PROMPT
Beginning at the line that contains "Wire form handed" and ending at the last line of the records below, retype each line exactly and add nothing.

SOURCE RECORDS
——
use serde::{Deserialize, Serialize};

/// Tells the gateway whether to keep prompting or close the session
#[derive(Debug, Clone, Copy, PartialEq, Eq, Serialize, Deserialize)]
pub enum ResponseKind {
    Continue,
    End,
}

impl ResponseKind {
    pub fn marker(&self) -> &'static str {
        match self {
            ResponseKind::Continue => "CON",
            ResponseKind::End => "END",
        }
    }
}

#[derive(Debug, Clone, PartialEq, Eq, Serialize, Deserialize)]
pub struct UssdResponse {
    pub kind: ResponseKind,
    pub body: String,
}

impl UssdResponse {
    pub fn con(body: impl Into<String>) -> Self {
        Self {
            kind: ResponseKind::Continue,
            body: body.into(),
        }
    }

    pub fn end(body: impl Into<String>) -> Self {
        Self {
            kind: ResponseKind::End,
            body: body.into(),
        }
    }

    pub fn is_end(&self) -> bool {
        self.kind == ResponseKind::End
    }
}

/// Wire form handed back to the gateway, e.g. `CON Main Menu (Gulu):...`
impl std::fmt::Display for UssdResponse {
    fn fmt(&self, f: &mut std::fmt::Formatter<'_>) -> std::fmt::Result {
        write!(f, "{} {}", self.kind.marker(), self.body)
    }
}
——
RESPONSE TO THE EXERCISE
/// Wire form handed back to the gateway, e.g. `CON Main Menu (Gulu):...`
impl std::fmt::Display for UssdResponse {
    fn fmt(&self, f: &mut std::fmt::Formatter<'_>) -> std::fmt::Result {
        write!(f, "{} {}", self.kind.marker(), self.body)
    }
}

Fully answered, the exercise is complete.